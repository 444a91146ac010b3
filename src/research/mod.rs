//! Research stage: enrichment waterfall, trigger matching, and the
//! context profile fed into generation.

use std::sync::Arc;
use std::time::Duration;

use async_trait::async_trait;
use chrono::Utc;
use serde::{Deserialize, Serialize};
use serde_json::{json, Value};
use tracing::{debug, info, warn};

use crate::providers::{EnrichmentFetcher, ProviderRegistry};
use crate::runner::{names, Emitter, EventHandler, StageError, StepContext};
use crate::store::Store;
use crate::types::{IcpProfile, Lead, PersonaSpec, TriggerSpec};

/// Per-source timeout inside the waterfall.
const SOURCE_TIMEOUT: Duration = Duration::from_secs(20);

// ── Profile types ───────────────────────────────────────────────

/// How well the lead matches a target persona.
#[derive(Debug, Clone, Copy, PartialEq, Eq, Serialize, Deserialize)]
#[serde(rename_all = "snake_case")]
pub enum PersonaMatchLevel {
    /// Title matches a persona title directly.
    Exact,
    /// Seniority overlaps but the title differs.
    Adjacent,
    /// No persona fit.
    None,
}

/// Persona classification result.
#[derive(Debug, Clone, Serialize, Deserialize)]
pub struct PersonaMatch {
    /// Matched persona name, when any.
    pub persona: Option<String>,
    /// Match level.
    pub level: PersonaMatchLevel,
    /// Confidence in [0,1].
    pub confidence: f64,
}

/// Suggested outreach relationship framing.
#[derive(Debug, Clone, Copy, PartialEq, Eq, Serialize, Deserialize)]
#[serde(rename_all = "snake_case")]
pub enum RelationshipType {
    /// No prior touchpoints.
    ColdOutreach,
    /// Strong signals suggest familiarity.
    WarmIntroduction,
    /// The company already appears in our systems.
    ExistingRelationship,
}

impl RelationshipType {
    /// String used for attribution bucketing.
    pub fn as_str(&self) -> &'static str {
        match self {
            Self::ColdOutreach => "cold_outreach",
            Self::WarmIntroduction => "warm_introduction",
            Self::ExistingRelationship => "existing_relationship",
        }
    }
}

/// One matched ICP trigger with its sub-scores.
#[derive(Debug, Clone, Serialize, Deserialize)]
pub struct MatchedTrigger {
    /// Trigger name from the ICP.
    pub name: String,
    /// Source blob it matched in.
    pub source: String,
    /// Keyword hits.
    pub matches: u32,
    /// Confidence derived from the hit count.
    pub confidence: f64,
    /// Impact weight from the ICP.
    pub impact: f64,
    /// Recency sub-score.
    pub recency: f64,
    /// Relevance sub-score.
    pub relevance: f64,
    /// Combined total.
    pub total: f64,
}

/// The extracted, structured research output.
#[derive(Debug, Clone, Serialize, Deserialize)]
pub struct ContextProfile {
    /// Persona classification.
    pub persona_match: PersonaMatch,
    /// Ranked matched triggers.
    pub triggers: Vec<MatchedTrigger>,
    /// Free-text company intel summary.
    pub company_intel: Option<String>,
    /// Suggested relationship framing.
    pub relationship: RelationshipType,
    /// Suggested messaging angles.
    pub angles: Vec<String>,
}

// ── Pure matching ───────────────────────────────────────────────

/// Classify the lead's title against the ICP personas.
pub fn match_persona(job_title: Option<&str>, personas: &[PersonaSpec]) -> PersonaMatch {
    let Some(title) = job_title else {
        return PersonaMatch {
            persona: None,
            level: PersonaMatchLevel::None,
            confidence: 0.1,
        };
    };
    let lower = title.to_lowercase();

    for persona in personas {
        if persona
            .titles
            .iter()
            .any(|t| lower.contains(&t.to_lowercase()))
        {
            return PersonaMatch {
                persona: Some(persona.name.clone()),
                level: PersonaMatchLevel::Exact,
                confidence: 0.9,
            };
        }
    }
    for persona in personas {
        if persona
            .seniority
            .iter()
            .any(|s| lower.contains(&s.to_lowercase()))
        {
            return PersonaMatch {
                persona: Some(persona.name.clone()),
                level: PersonaMatchLevel::Adjacent,
                confidence: 0.6,
            };
        }
    }
    PersonaMatch {
        persona: None,
        level: PersonaMatchLevel::None,
        confidence: 0.2,
    }
}

/// Match ICP triggers against the raw source blobs.
///
/// Each trigger searches its declared source ("any" searches all);
/// confidence grows with hit count and saturates at three hits. Results
/// sort by confidence, then hit count.
pub fn match_triggers(triggers: &[TriggerSpec], raw_sources: &Value) -> Vec<MatchedTrigger> {
    let mut matched: Vec<MatchedTrigger> = triggers
        .iter()
        .filter_map(|trigger| {
            let haystack = source_text(raw_sources, &trigger.source);
            if haystack.is_empty() {
                return None;
            }
            let mut hits = 0u32;
            for keyword in &trigger.what_to_look_for {
                let needle = keyword.to_lowercase();
                if !needle.is_empty() {
                    hits = hits.saturating_add(
                        u32::try_from(haystack.matches(&needle).count()).unwrap_or(u32::MAX),
                    );
                }
            }
            if hits == 0 {
                return None;
            }
            let confidence = (f64::from(hits) / 3.0).min(1.0);
            let recency = 0.5;
            let relevance = confidence;
            let total = trigger.impact * 0.4 + recency * 0.2 + relevance * 0.4;
            Some(MatchedTrigger {
                name: trigger.name.clone(),
                source: trigger.source.clone(),
                matches: hits,
                confidence,
                impact: trigger.impact,
                recency,
                relevance,
                total,
            })
        })
        .collect();

    matched.sort_by(|a, b| {
        b.confidence
            .partial_cmp(&a.confidence)
            .unwrap_or(std::cmp::Ordering::Equal)
            .then(b.matches.cmp(&a.matches))
    });
    matched
}

fn source_text(raw_sources: &Value, source: &str) -> String {
    let blob = match source {
        "any" | "" => Some(raw_sources),
        named => raw_sources.get(named),
    };
    blob.map(|v| v.to_string().to_lowercase()).unwrap_or_default()
}

/// Assemble the profile from its parts.
pub fn build_profile(lead: &Lead, icp: Option<&IcpProfile>, raw_sources: &Value) -> ContextProfile {
    let personas: &[PersonaSpec] = icp.map_or(&[], |icp| &icp.personas);
    let trigger_specs: &[TriggerSpec] = icp.map_or(&[], |icp| &icp.triggers);

    let persona_match = match_persona(lead.job_title.as_deref(), personas);
    let triggers = match_triggers(trigger_specs, raw_sources);

    let relationship = if lead.in_email_system || lead.in_linkedin_system {
        RelationshipType::ExistingRelationship
    } else if persona_match.level == PersonaMatchLevel::Exact && !triggers.is_empty() {
        RelationshipType::WarmIntroduction
    } else {
        RelationshipType::ColdOutreach
    };

    let mut angles: Vec<String> = triggers
        .iter()
        .take(3)
        .map(|t| format!("Lead with {}", t.name))
        .collect();
    if let Some(persona) = &persona_match.persona {
        angles.push(format!("Speak to {persona} priorities"));
    }
    if angles.is_empty() {
        angles.push("Open with the company's industry pressures".to_owned());
    }

    let company_intel = raw_sources
        .get("company_linkedin")
        .and_then(|v| v.get("summary"))
        .and_then(Value::as_str)
        .map(str::to_owned);

    ContextProfile {
        persona_match,
        triggers,
        company_intel,
        relationship,
        angles,
    }
}

// ── Handler ─────────────────────────────────────────────────────

/// The research stage handler.
pub struct ResearchHandler {
    store: Store,
    providers: Arc<ProviderRegistry>,
    emitter: Emitter,
}

impl ResearchHandler {
    /// Build the handler.
    pub fn new(store: Store, providers: Arc<ProviderRegistry>, emitter: Emitter) -> Self {
        Self {
            store,
            providers,
            emitter,
        }
    }

    /// Run the enrichment waterfall concurrently with per-source
    /// timeouts. Returns (raw_sources, waterfall_summary).
    async fn waterfall(&self, lead: &Lead) -> (Value, Value) {
        let Ok(fetcher) = self.providers.enrichment() else {
            warn!(lead = lead.id, "no enrichment fetcher configured");
            return (json!({}), json!({"skipped": true}));
        };

        let personal = fetch_optional(&fetcher, lead.linkedin_url.clone());
        let company_url = lead
            .company_domain
            .as_deref()
            .map(|domain| format!("https://www.linkedin.com/company/{}", domain_stem(domain)));
        let company = fetch_optional(&fetcher, company_url);
        let web_query = lead.company_name.as_deref().map(|company| {
            format!(
                "https://duckduckgo.com/html/?q={}",
                company.replace(' ', "+")
            )
        });
        let web = fetch_optional(&fetcher, web_query);

        let (personal, company, web) = tokio::join!(personal, company, web);

        let mut raw = serde_json::Map::new();
        let mut summary = serde_json::Map::new();
        for (name, result) in [
            ("personal_linkedin", personal),
            ("company_linkedin", company),
            ("web_search", web),
        ] {
            summary.insert(name.to_owned(), json!(result.is_some()));
            if let Some(value) = result {
                raw.insert(name.to_owned(), value);
            }
        }
        (Value::Object(raw), Value::Object(summary))
    }
}

fn domain_stem(domain: &str) -> String {
    domain
        .trim_start_matches("www.")
        .split('.')
        .next()
        .unwrap_or(domain)
        .to_owned()
}

async fn fetch_optional(
    fetcher: &Arc<dyn EnrichmentFetcher>,
    url: Option<String>,
) -> Option<Value> {
    let url = url?;
    match tokio::time::timeout(SOURCE_TIMEOUT, fetcher.fetch_page(&url)).await {
        Ok(Ok(value)) => Some(value),
        Ok(Err(err)) => {
            debug!(url = %url, error = %err, "enrichment source failed");
            None
        }
        Err(_) => {
            debug!(url = %url, "enrichment source timed out");
            None
        }
    }
}

#[async_trait]
impl EventHandler for ResearchHandler {
    fn event_names(&self) -> &'static [&'static str] {
        &[names::LEAD_READY_FOR_DEPLOYMENT]
    }

    async fn handle(&self, ctx: &StepContext, payload: Value) -> Result<(), StageError> {
        let lead_id = payload
            .get("lead_id")
            .and_then(Value::as_i64)
            .ok_or_else(|| StageError::fatal("research event without lead_id"))?;
        let tenant_id = payload
            .get("tenant_id")
            .and_then(Value::as_i64)
            .ok_or_else(|| StageError::fatal("research event without tenant_id"))?;
        let campaign_id = payload.get("campaign_id").and_then(Value::as_i64);

        let lead = self.store.get_lead(tenant_id, lead_id).await?;

        // Fresh research is reused; the expensive calls are skipped.
        let existing = self.store.get_research(tenant_id, lead_id).await?;
        if let Some(record) = existing {
            if record.is_fresh(Utc::now()) {
                debug!(lead = lead_id, "research is fresh; reusing");
                ctx.run("emit-complete", async {
                    self.emitter
                        .emit(
                            names::LEAD_RESEARCH_COMPLETE,
                            &json!({
                                "lead_id": lead_id,
                                "tenant_id": tenant_id,
                                "campaign_id": campaign_id,
                            }),
                        )
                        .await
                        .map_err(|e| StageError::transient(e.to_string()))?;
                    Ok(())
                })
                .await?;
                return Ok(());
            }
        }

        let (raw_sources, summary) = ctx
            .run("waterfall", async { Ok(self.waterfall(&lead).await) })
            .await?;

        let icp = ctx
            .run("fetch-icp", async {
                let tenant = self.store.get_tenant(tenant_id).await?;
                Ok(tenant.icp)
            })
            .await?;

        let profile = build_profile(&lead, icp.as_ref(), &raw_sources);
        info!(
            lead = lead_id,
            triggers = profile.triggers.len(),
            relationship = profile.relationship.as_str(),
            "research profile built"
        );

        ctx.run("persist", async {
            self.store
                .upsert_research(tenant_id, lead_id, &raw_sources, &profile, &summary, Utc::now())
                .await?;
            Ok(())
        })
        .await?;

        ctx.run("emit-complete", async {
            self.emitter
                .emit(
                    names::LEAD_RESEARCH_COMPLETE,
                    &json!({
                        "lead_id": lead_id,
                        "tenant_id": tenant_id,
                        "campaign_id": campaign_id,
                    }),
                )
                .await
                .map_err(|e| StageError::transient(e.to_string()))?;
            Ok(())
        })
        .await?;
        Ok(())
    }
}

·····

In the entries above, locate every line with the word "matching" and copy it.

//! Research stage: enrichment waterfall, trigger matching, and the
// ── Pure matching ───────────────────────────────────────────────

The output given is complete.